A final oxbow into the lake had created a fine sand-and-pebble beach, and after testing with a stick for quicksand at the waterline, and finding the sand firm, Zo stripped off her sweaty singlet and walked out into the water, which got nice and cold a few meters offshore. She dove under, swam around, hit her head on the bottom. There was a beached boulder standing over some deep water, and she climbed it and dove in three or four times, doing a forward flip in the water right after entry; this forward somersault, difficult and graceless in the air, caused a quick little tug of weightless pleasure in the pit of her stomach, a feeling as close to orgasm as any nonorgasm she had ever felt. So she dove several times, until the sensation wore off and she was cooled. Then she walked out of the lake and lay on the sand, feeling its heat and the solar radiation cook both sides of her. A real orgasm would have been perfect, but despite the fact that she was laid out before him like a map of sex, Russell sat cross-legged in the shallows, absorbed apparently by the mud, naked himself except for sunglasses and wristpad. A farmer-tanned little bald wizened primate, like her image of Gandhi or Homo habilis. It was even a bit sexy how different he was, so ancient and small, like the male of some turtle-without-a-shell species. She pulled her knee to the side and shifted up her bottom in an unmistakable present posture, the sunlight hot on her exposed vulva.

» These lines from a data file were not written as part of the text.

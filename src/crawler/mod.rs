//! Crawler module: the pipeline around the admission filter
//!
//! This module contains:
//! - Page download from a pre-resolved address
//! - HTML parsing and link extraction
//! - The coordinator that feeds admitted URLs through both and reports back

mod coordinator;
mod fetcher;
mod parser;

pub use coordinator::{run_crawl, Coordinator};
pub use fetcher::{Downloader, FetchError};
pub use parser::{extract_links, parse_html, ParsedPage};

use crate::config::Config;
use crate::output::CrawlSummary;
use crate::ShoalError;

/// Runs a complete crawl operation
///
/// This is the main entry point for starting a crawl. It will:
/// 1. Start the admission filter and apply the configured blacklist
/// 2. Submit the seed URLs
/// 3. Resolve, download and parse every admitted URL
/// 4. Feed outcomes and discovered links back into the filter
/// 5. Drain the filter and summarize
///
/// # Arguments
///
/// * `config` - The crawler configuration
///
/// # Returns
///
/// * `Ok(CrawlSummary)` - Crawl completed
/// * `Err(ShoalError)` - Crawl could not start
pub async fn crawl(config: &Config) -> Result<CrawlSummary, ShoalError> {
    run_crawl(config).await
}
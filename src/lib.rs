//! Shoal: a host-partitioned web crawler
//!
//! This crate implements a crawl pipeline (resolve, fetch, parse, filter) whose
//! admission control is partitioned by host: every host gets its own actor that
//! owns the host's seen-URL set, blacklist flag and failure backoff.

pub mod config;
pub mod crawler;
pub mod filter;
pub mod output;
pub mod record;
pub mod resolver;
pub mod state;
pub mod url;

use thiserror::Error;

/// Main error type for Shoal operations
#[derive(Debug, Error)]
pub enum ShoalError {
    #[error("Configuration error: {0}")]
    Config(#[from] ConfigError),

    #[error("URL error: {0}")]
    UrlError(#[from] UrlError),

    #[error("Resolution failed: {0}")]
    Resolution(#[from] resolver::ResolutionFailure),

    #[error("Fetch failed: {0}")]
    Fetch(#[from] crawler::FetchError),

    #[error("IO error: {0}")]
    Io(#[from] std::io::Error),
}

/// Configuration-specific errors
#[derive(Debug, Error)]
pub enum ConfigError {
    #[error("Failed to read config file: {0}")]
    Io(#[from] std::io::Error),

    #[error("Failed to parse TOML: {0}")]
    Parse(#[from] toml::de::Error),

    #[error("Validation error: {0}")]
    Validation(String),

    #[error("Invalid URL in config: {0}")]
    InvalidUrl(String),
}

/// URL-specific errors
#[derive(Debug, Error)]
pub enum UrlError {
    #[error("Failed to parse URL: {0}")]
    Parse(String),

    #[error("Invalid URL scheme: {0}")]
    InvalidScheme(String),

    #[error("Missing host in URL")]
    MissingHost,
}

/// Result type alias for Shoal operations
pub type Result<T> = std::result::Result<T, ShoalError>;

/// Result type alias for configuration operations
pub type ConfigResult<T> = std::result::Result<T, ConfigError>;

/// Result type alias for URL operations
pub type UrlResult<T> = std::result::Result<T, UrlError>;

// Re-export commonly used types
pub use config::Config;
pub use crawler::{crawl, Coordinator};
pub use filter::{Filter, FilterSummary, Outcome, OutcomeReport, Results};
pub use output::CrawlSummary;
pub use record::CrawlRecord;
pub use resolver::{ResolutionCache, ResolutionFailure};
pub use url::{canonicalize_link, extract_host};
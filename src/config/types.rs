use serde::Deserialize;
use std::time::Duration;

/// Main configuration structure for Shoal
#[derive(Debug, Clone, Deserialize)]
pub struct Config {
    /// URLs the crawl starts from
    pub seeds: Vec<String>,

    pub crawler: CrawlerConfig,

    #[serde(default)]
    pub filter: FilterConfig,

    #[serde(rename = "user-agent")]
    pub user_agent: UserAgentConfig,

    /// Hosts that are never admitted
    #[serde(default)]
    pub blacklist: Vec<HostEntry>,
}

/// Crawler behavior configuration
#[derive(Debug, Clone, Deserialize)]
pub struct CrawlerConfig {
    /// Maximum number of link hops from a seed URL
    #[serde(rename = "max-depth")]
    pub max_depth: u32,

    /// Maximum number of pages being resolved/fetched/parsed at once
    #[serde(rename = "max-concurrent-pages")]
    pub max_concurrent_pages: u32,

    /// Stop dispatching new pages once this many have been dispatched
    #[serde(rename = "max-pages")]
    pub max_pages: u64,

    /// Finish the crawl after this long with nothing in flight and nothing admitted (milliseconds)
    #[serde(rename = "idle-timeout-ms", default = "default_idle_timeout_ms")]
    pub idle_timeout_ms: u64,

    /// Per-request fetch timeout (milliseconds)
    #[serde(rename = "request-timeout-ms", default = "default_request_timeout_ms")]
    pub request_timeout_ms: u64,

    /// Accept invalid TLS certificates when fetching over https
    #[serde(rename = "accept-invalid-certs", default)]
    pub accept_invalid_certs: bool,
}

impl CrawlerConfig {
    pub fn idle_timeout(&self) -> Duration {
        Duration::from_millis(self.idle_timeout_ms)
    }

    pub fn request_timeout(&self) -> Duration {
        Duration::from_millis(self.request_timeout_ms)
    }
}

/// Admission filter configuration
#[derive(Debug, Clone, Deserialize)]
pub struct FilterConfig {
    /// Capacity of the filter's inbound command queue
    #[serde(rename = "request-buffer", default = "default_request_buffer")]
    pub request_buffer: usize,

    /// Capacity of the admitted-URL results queue
    #[serde(rename = "results-buffer", default = "default_results_buffer")]
    pub results_buffer: usize,

    /// Admission delay after the first consecutive server error (milliseconds);
    /// doubles with every further consecutive error
    #[serde(rename = "backoff-base-ms", default = "default_backoff_base_ms")]
    pub backoff_base_ms: u64,

    /// Ceiling on the admission delay (milliseconds); 30s unless set
    #[serde(rename = "max-backoff-ms", default = "default_max_backoff_ms")]
    pub max_backoff_ms: Option<u64>,
}

impl Default for FilterConfig {
    fn default() -> Self {
        Self {
            request_buffer: default_request_buffer(),
            results_buffer: default_results_buffer(),
            backoff_base_ms: default_backoff_base_ms(),
            max_backoff_ms: default_max_backoff_ms(),
        }
    }
}

/// User agent identification configuration
#[derive(Debug, Clone, Deserialize)]
pub struct UserAgentConfig {
    /// Name of the crawler
    #[serde(rename = "crawler-name")]
    pub crawler_name: String,

    /// Version of the crawler
    #[serde(rename = "crawler-version")]
    pub crawler_version: String,

    /// URL with information about the crawler
    #[serde(rename = "contact-url")]
    pub contact_url: String,

    /// Email address for crawler-related contact
    #[serde(rename = "contact-email")]
    pub contact_email: String,
}

impl UserAgentConfig {
    /// Format: CrawlerName/Version (+ContactURL; ContactEmail)
    pub fn header_value(&self) -> String {
        format!(
            "{}/{} (+{}; {})",
            self.crawler_name, self.crawler_version, self.contact_url, self.contact_email
        )
    }
}

/// A blacklisted host
#[derive(Debug, Clone, Deserialize)]
pub struct HostEntry {
    /// Exact host name (e.g., "ads.example.com")
    pub host: String,
}

fn default_idle_timeout_ms() -> u64 {
    5_000
}

fn default_request_timeout_ms() -> u64 {
    30_000
}

fn default_request_buffer() -> usize {
    64
}

fn default_results_buffer() -> usize {
    64
}

fn default_backoff_base_ms() -> u64 {
    100
}

fn default_max_backoff_ms() -> Option<u64> {
    Some(30_000)
}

“What amazing mud,” he said, staring at the glop in his hand. “I’ve never seen anything like this biome.”
“No.”
“Do you like it?”
“This biome? I suppose so. It’s a bit hot and overgrown, but interesting. It makes a change.”
“So you don’t object. You’re not a Red.”
“A Red?” She laughed. “No, I’m a whig.”
He thought that one over. “Do you mean to say that greens and Reds are no longer a contemporary political division?”
She gestured at the elephant grass and saal trees backing the meadow. “How could they be?”
“Very interesting.” He cleared his throat. “When you go to Uranus, will you invite a friend of mine?”
“Maybe,” Zo said, and shifted her hips back a bit.
He took the hint, and after a moment leaned forward and began to massage the thigh nearest him. It felt like a monkey’s little hands on her skin, clever and knowing. He could lose his whole hand in her pubic hair, a phenomenon he appeared to like, as he repeated it several times and got an erection, which she held hard as she came. It was not like being tabled, of course, but any orgasm was a good thing, especially out in the sun’s hot rain. And although his handling of her was basic, he did not exhibit any of that hankering for simultaneous affection which so many of the old ones had, a sentimentality which interfered with the much more acute pleasures that could be achieved one person at a time. So when her shuddering had stilled she rolled on her side, and took his erection in her mouth — like a little finger she could wrap her tongue entirely around — while giving him a good view of her body. She stopped once to look herself, big rich taut curves, and saw that the span of her hips stood nearly as high as his shoulders. Then back to it, vagina dentata, so absurd those frightened patriarchal myths, teeth were entirely superfluous, did a python need teeth, did a rock stamp need teeth? Just grab the poor creatures by the cock and squeeze till they whimpered, and what were they going to do? They could try to stay out of the grip, but at the same time it was the place they most wanted to be, so that they wandered in the pathetic confusion and denial of that double bind — and put themselves at the risk of teeth anyway, any chance they got; she nipped at him, to remind him of his situation; then let him come. Men were so lucky they weren’t telepathic.